╭──

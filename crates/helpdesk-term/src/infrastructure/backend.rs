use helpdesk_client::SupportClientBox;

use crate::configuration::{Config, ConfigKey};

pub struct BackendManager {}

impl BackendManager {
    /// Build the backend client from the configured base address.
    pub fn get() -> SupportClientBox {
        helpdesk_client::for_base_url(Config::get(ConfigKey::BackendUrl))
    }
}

╰──

Problem to work on >>
All of the material should be given again, character for character.

Response to the task >>
filename crates/helpdesk-term/src/infrastructure/backend.rs
use helpdesk_client::SupportClientBox;

use crate::configuration::{Config, ConfigKey};

pub struct BackendManager {}

impl BackendManager {
    /// Build the backend client from the configured base address.
    pub fn get() -> SupportClientBox {
        helpdesk_client::for_base_url(Config::get(ConfigKey::BackendUrl))
    }
}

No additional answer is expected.